Data provided:
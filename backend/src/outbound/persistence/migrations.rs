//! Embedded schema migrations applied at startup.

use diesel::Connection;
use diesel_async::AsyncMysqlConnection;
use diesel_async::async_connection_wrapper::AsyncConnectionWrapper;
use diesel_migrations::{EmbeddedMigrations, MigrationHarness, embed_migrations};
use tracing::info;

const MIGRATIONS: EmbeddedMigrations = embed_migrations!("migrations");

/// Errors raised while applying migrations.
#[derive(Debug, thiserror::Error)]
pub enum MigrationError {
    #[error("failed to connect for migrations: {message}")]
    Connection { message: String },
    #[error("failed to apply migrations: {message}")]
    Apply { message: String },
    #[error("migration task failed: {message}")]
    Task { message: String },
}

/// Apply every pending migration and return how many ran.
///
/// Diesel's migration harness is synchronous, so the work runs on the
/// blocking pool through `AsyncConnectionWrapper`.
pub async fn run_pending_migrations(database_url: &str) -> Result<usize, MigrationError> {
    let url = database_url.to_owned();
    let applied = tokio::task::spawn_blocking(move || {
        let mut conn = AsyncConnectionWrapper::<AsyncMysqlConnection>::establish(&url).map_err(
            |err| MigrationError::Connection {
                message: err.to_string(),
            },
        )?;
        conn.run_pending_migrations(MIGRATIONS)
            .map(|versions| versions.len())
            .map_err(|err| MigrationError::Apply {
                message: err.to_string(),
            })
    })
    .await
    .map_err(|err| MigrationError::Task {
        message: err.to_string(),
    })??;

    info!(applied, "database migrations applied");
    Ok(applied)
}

What you will do:
Show the lines in the entries above that include the string "EmbeddedMigrations".

Task answer:
use diesel_migrations::{EmbeddedMigrations, MigrationHarness, embed_migrations};
const MIGRATIONS: EmbeddedMigrations = embed_migrations!("migrations");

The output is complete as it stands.